━━━ SUPPLIED INFORMATION ━━━
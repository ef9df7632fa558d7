//! Order confirmation operation.

use tracing::{info, instrument};

use crate::{
    api::client::ApiClient,
    dto::Order,
    error::Result,
    serialize::json,
};

/// Confirms a placed order with the platform.
///
/// Called from the merchant's order-completion hook so recommendations
/// learn from the purchase immediately. The serialized order is the
/// request body; the account id is part of the path.
///
/// # Errors
///
/// Returns [`SdkError::ConfigError`](crate::error::SdkError::ConfigError)
/// without an API token, serialization errors for malformed DTOs, and
/// transport/API errors.
#[instrument(skip(client, order), fields(account_id = %client.config().account_id, order_number = %order.order_number))]
pub async fn confirm_order(client: &ApiClient, order: &Order) -> Result<()> {
    info!("confirming order");
    let token = client.api_token()?;
    let body = json::serialize(order)?;
    let path = format!("/v1/orders/confirm/{}", client.config().account_id);

    client.post_json_accepted(&path, token, body).await
}
//! Purchased/cart line item DTO.

use rust_decimal::Decimal;

use crate::serialize::{TagField, TagValue, Taggable};

/// One line of a cart or order.
///
/// Line items are self-describing in markup: wherever they appear they
/// render as `<span class="line_item">`, so cart and order tagging nest
/// them identically.
///
/// A quantity of `0` is a present value (a fully-refunded line keeps its
/// row); it is never omitted from output.
#[derive(Debug, Clone)]
pub struct LineItem {
    /// Product identifier the line refers to.
    pub product_id: i64,
    /// SKU identifier when the merchant tracks variants.
    pub sku_id: Option<String>,
    /// Number of units.
    pub quantity: u32,
    /// Display name at time of purchase.
    pub name: String,
    /// Price per unit.
    pub unit_price: Option<Decimal>,
    /// ISO 4217 currency code for the unit price.
    pub price_currency_code: Option<String>,
}

impl LineItem {
    /// Creates a line item.
    #[must_use]
    #[allow(
        clippy::impl_trait_in_params,
        reason = "impl Into<String> is idiomatic for constructor convenience"
    )]
    pub fn new(product_id: i64, quantity: u32, name: impl Into<String>) -> Self {
        Self {
            product_id,
            sku_id: None,
            quantity,
            name: name.into(),
            unit_price: None,
            price_currency_code: None,
        }
    }

    /// Line total (`unit_price * quantity`), when a price is set.
    #[must_use]
    pub fn total(&self) -> Option<Decimal> {
        self.unit_price.map(|p| p * Decimal::from(self.quantity))
    }
}

impl Taggable for LineItem {
    fn tag_fields(&self) -> Vec<TagField<'_>> {
        vec![
            TagField::new("productId", Some(TagValue::from(self.product_id))),
            TagField::new("skuId", self.sku_id.as_deref().map(TagValue::from)),
            TagField::new("quantity", Some(TagValue::from(self.quantity))),
            TagField::new("name", Some(TagValue::from(self.name.as_str()))),
            TagField::new("unitPrice", self.unit_price.map(TagValue::from)),
            TagField::new(
                "priceCurrencyCode",
                self.price_currency_code.as_deref().map(TagValue::from),
            ),
        ]
    }

    fn markup_key(&self) -> Option<&'static str> {
        Some("lineItem")
    }

    fn html_encoded_fields(&self) -> &'static [&'static str] {
        &["name"]
    }
}

#[cfg(test)]
mod tests {
    use super::*;
    use crate::serialize::{json, markup};

    #[test]
    fn test_zero_quantity_is_retained() {
        let item = LineItem::new(7, 0, "Refunded thing");
        let json = json::serialize(&item).unwrap();
        assert!(json.contains(r#""quantity":0"#));
    }

    #[test]
    fn test_total() {
        let mut item = LineItem::new(7, 3, "Thing");
        item.unit_price = Some(Decimal::new(1050, 2));
        assert_eq!(item.total(), Some(Decimal::new(3150, 2)));

        let unpriced = LineItem::new(7, 3, "Thing");
        assert_eq!(unpriced.total(), None);
    }

    #[test]
    fn test_markup_key_overrides_field_key() {
        let item = LineItem::new(7, 1, "Thing");
        let html = markup::render(&item, "whatever").unwrap();
        assert!(html.contains("<span class=\"line_item\">"));
    }
}
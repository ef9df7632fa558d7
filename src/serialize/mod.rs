//! Object-to-wire serialization core.
//!
//! Everything the SDK sends to the platform or embeds in a storefront page
//! starts here: DTOs describe themselves through the [`Taggable`] trait as
//! trees of [`TagValue`]s, and two sibling serializers walk those trees:
//! [`json`] producing deterministic snake_case JSON for API payloads, and
//! [`markup`] producing the invisible `<span>` tagging markup scraped by
//! the platform's browser-side script.
//!
//! # Key conversion
//!
//! Logical field names are declared in camelCase and converted with
//! [`to_snake_case`] on output. Custom-fields maps are the one exception:
//! their keys pass through verbatim so caller-defined names keep their
//! exact casing.
//!
//! # Omission policy
//!
//! Both serializers suppress null-like values: absent fields, empty
//! strings, empty collections, and non-finite floats. The zero-like values
//! `0`, `"0"`, `false`, and `0.0` are always retained. The JSON serializer
//! omits the key; the markup renderer omits the entire span subtree.
//!
//! # Determinism
//!
//! JSON output sorts every map level alphabetically, so two logically
//! equal objects populated in different field orders serialize to
//! byte-identical documents, a property the encrypted history export
//! depends on and the test suite asserts.

pub mod json;
pub mod key;
pub mod markup;
pub mod value;

pub use key::to_snake_case;
pub use value::{CustomFields, TagField, TagValue, Taggable};

/// Maximum nesting depth accepted by both serializers.
///
/// DTO graphs are shallow trees; anything deeper is a malformed or
/// accidentally recursive structure and fails fast with
/// [`SdkError::MaxDepthExceeded`](crate::error::SdkError::MaxDepthExceeded)
/// instead of overflowing the stack.
pub const MAX_DEPTH: usize = 64;

#[cfg(test)]
mod tests;
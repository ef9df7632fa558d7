//! End-to-end tests over the public serialization, markup, and export API.

use recotag::{
    dto::{Buyer, LineItem, Order, OrderStatus, Product},
    export,
    serialize::{CustomFields, TagField, TagValue, Taggable, json, markup, to_snake_case},
};
use rust_decimal::Decimal;

/// Collapses indentation and newlines for structural markup assertions.
fn canon(html: &str) -> String {
    html.lines().map(str::trim).collect()
}

/// Routes SDK tracing output through the test harness when diagnosing
/// failures with `--nocapture`.
fn init_tracing() {
    static INIT: std::sync::Once = std::sync::Once::new();
    INIT.call_once(|| {
        let _ = tracing_subscriber::fmt().with_test_writer().try_init();
    });
}

/// Minimal consumer-defined DTO, as a merchant platform would write one.
#[derive(Debug, Default)]
struct TaggedItem {
    product_id: Option<i64>,
    name: Option<String>,
    price: Option<f64>,
    tag1: Vec<String>,
    nested: Option<Box<TaggedItem>>,
    custom_fields: CustomFields,
}

impl Taggable for TaggedItem {
    fn tag_fields(&self) -> Vec<TagField<'_>> {
        vec![
            TagField::new("productId", self.product_id.map(TagValue::from)),
            TagField::new("name", self.name.as_deref().map(TagValue::from)),
            TagField::new("price", self.price.map(TagValue::from)),
            TagField::new("tag1", Some(TagValue::tagged_str_list("tag", &self.tag1))),
            TagField::new("nested", self.nested.as_deref().map(|n| TagValue::object(n))),
            TagField::new("customFields", self.custom_fields.as_value()),
        ]
    }
}

#[test]
fn end_to_end_product_fixture() {
    let item = TaggedItem {
        product_id: Some(1),
        name: Some("Test Product".to_owned()),
        price: Some(99.99),
        tag1: vec!["first".to_owned()],
        ..TaggedItem::default()
    };

    // JSON: snake_case keys in alphabetical order, native scalar types.
    let json = json::serialize(&item).unwrap();
    assert_eq!(json, r#"{"name":"Test Product","price":99.99,"product_id":1,"tag1":["first"]}"#);

    // Markup: same graph as nested spans.
    let html = canon(&markup::render(&item, "product").unwrap());
    assert!(html.contains("<span class=\"product_id\">1</span>"));
    assert!(html.contains("<span class=\"tag1\"><span class=\"tag\">first</span></span>"));
}

#[test]
fn null_like_policy_is_exact() {
    #[derive(Debug)]
    struct EdgeValues;
    impl Taggable for EdgeValues {
        fn tag_fields(&self) -> Vec<TagField<'_>> {
            vec![
                // Omitted: absent, empty string, empty list.
                TagField::new("absent", None),
                TagField::new("emptyString", Some(TagValue::from(""))),
                TagField::new("emptyList", Some(TagValue::seq(vec![]))),
                // Retained: the four zero-like values, with native types.
                TagField::new("intZero", Some(TagValue::from(0i64))),
                TagField::new("strZero", Some(TagValue::from("0"))),
                TagField::new("boolFalse", Some(TagValue::from(false))),
                TagField::new("floatZero", Some(TagValue::from(0.0))),
            ]
        }
    }

    let json = json::serialize(&EdgeValues).unwrap();
    assert_eq!(json, r#"{"bool_false":false,"float_zero":0.0,"int_zero":0,"str_zero":"0"}"#);
}

#[test]
fn custom_field_casing_passes_through() {
    let mut item = TaggedItem { product_id: Some(1), ..TaggedItem::default() };
    item.custom_fields.insert("shouldNotBeSnakeCase", "value");

    let json = json::serialize(&item).unwrap();
    assert!(json.contains(r#""shouldNotBeSnakeCase":"value""#));
    assert!(!json.contains("should_not_be_snake_case"));

    let html = markup::render(&item, "product").unwrap();
    assert!(html.contains("class=\"shouldNotBeSnakeCase\""));
}

#[test]
fn snake_case_conversion_table() {
    assert_eq!(to_snake_case("productId"), "product_id");
    assert_eq!(to_snake_case("URLPath"), "url_path");
    assert_eq!(to_snake_case("priceCurrencyCode"), "price_currency_code");
}

#[test]
fn export_round_trips_and_empty_secret_skips() {
    init_tracing();
    let mut order = Order::new("1001");
    order.order_status_code = Some(OrderStatus::Paid);
    order.buyer = Some(Buyer { email: Some("ada@example.com".to_owned()), ..Buyer::new() });
    order.purchased_items.push(LineItem::new(42, 2, "Trail Jacket"));
    let orders = vec![order];
    let items: Vec<&dyn Taggable> = orders.iter().map(|o| o as &dyn Taggable).collect();

    let secret = "aGlzdG9yeS1leHBvcnQtc2VjcmV0";
    let envelope = export::export(secret, items.iter().copied()).unwrap();
    let plaintext = export::decrypt(secret, &envelope).unwrap();
    assert_eq!(plaintext, json::serialize_collection(items.iter().copied()).unwrap());

    assert!(export::export("", items.iter().copied()).unwrap().is_empty());
}

#[test]
fn markup_omits_subtree_where_json_omits_key() {
    let with_nested = TaggedItem {
        product_id: Some(1),
        nested: Some(Box::new(TaggedItem {
            name: Some("inner".to_owned()),
            ..TaggedItem::default()
        })),
        ..TaggedItem::default()
    };
    let without_nested = TaggedItem { product_id: Some(1), ..TaggedItem::default() };

    // Present: JSON has the key, markup has the span subtree.
    let json = json::serialize(&with_nested).unwrap();
    assert!(json.contains(r#""nested":{"name":"inner"}"#));
    let html = canon(&markup::render(&with_nested, "product").unwrap());
    assert!(html.contains("<span class=\"nested\"><span class=\"name\">inner</span></span>"));

    // Absent: JSON drops the key (no `"nested":{}`), markup drops the
    // whole subtree including the wrapping span.
    let json = json::serialize(&without_nested).unwrap();
    assert_eq!(json, r#"{"product_id":1}"#);
    let html = markup::render(&without_nested, "product").unwrap();
    assert!(!html.contains("class=\"nested\""));
}

#[test]
fn real_product_dto_round_trip() {
    init_tracing();
    let mut product = Product::new(42, "Trail Jacket & Hood", "https://shop.example.com/p/42");
    product.price = Some(Decimal::new(12900, 2));
    product.list_price = Some(Decimal::new(15900, 2));
    product.price_currency_code = Some("EUR".to_owned());
    product.categories = vec!["/outdoor/jackets".to_owned()];
    product.tag1 = vec!["waterproof".to_owned()];
    product.inventory_level = Some(12);
    product.custom_fields.insert("material", "recycled nylon");

    let json = json::serialize(&product).unwrap();
    assert!(json.contains(r#""product_id":42"#));
    assert!(json.contains(r#""price":129.0"#));
    assert!(json.contains(r#""price_currency_code":"EUR""#));
    // API payloads keep the raw name and the confidential stock level.
    assert!(json.contains("Trail Jacket & Hood"));
    assert!(json.contains(r#""inventory_level":12"#));

    let html = canon(&markup::render(&product, "product").unwrap());
    assert!(html.contains("<span class=\"categories\"><span class=\"category\">/outdoor/jackets</span></span>"));
    assert!(html.contains("<span class=\"tag1\"><span class=\"tag\">waterproof</span></span>"));
    // Page markup encodes entities and strips confidential fields.
    assert!(html.contains("Trail Jacket &amp; Hood"));
    assert!(!html.contains("inventory_level"));
}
━━━
> _TASK INSTRUCTIONS_: Transcribe verbatim. Cover the lines from the first line of the entries above to the line containing "line refers to.", inclusive.

> _ANSWER TO THE EXERCISE_:
repository ef9df7632fa558d7
//! Order confirmation operation.

use tracing::{info, instrument};

use crate::{
    api::client::ApiClient,
    dto::Order,
    error::Result,
    serialize::json,
};

/// Confirms a placed order with the platform.
///
/// Called from the merchant's order-completion hook so recommendations
/// learn from the purchase immediately. The serialized order is the
/// request body; the account id is part of the path.
///
/// # Errors
///
/// Returns [`SdkError::ConfigError`](crate::error::SdkError::ConfigError)
/// without an API token, serialization errors for malformed DTOs, and
/// transport/API errors.
#[instrument(skip(client, order), fields(account_id = %client.config().account_id, order_number = %order.order_number))]
pub async fn confirm_order(client: &ApiClient, order: &Order) -> Result<()> {
    info!("confirming order");
    let token = client.api_token()?;
    let body = json::serialize(order)?;
    let path = format!("/v1/orders/confirm/{}", client.config().account_id);

    client.post_json_accepted(&path, token, body).await
}
//! Purchased/cart line item DTO.

use rust_decimal::Decimal;

use crate::serialize::{TagField, TagValue, Taggable};

/// One line of a cart or order.
///
/// Line items are self-describing in markup: wherever they appear they
/// render as `<span class="line_item">`, so cart and order tagging nest
/// them identically.
///
/// A quantity of `0` is a present value (a fully-refunded line keeps its
/// row); it is never omitted from output.
#[derive(Debug, Clone)]
pub struct LineItem {
    /// Product identifier the line refers to.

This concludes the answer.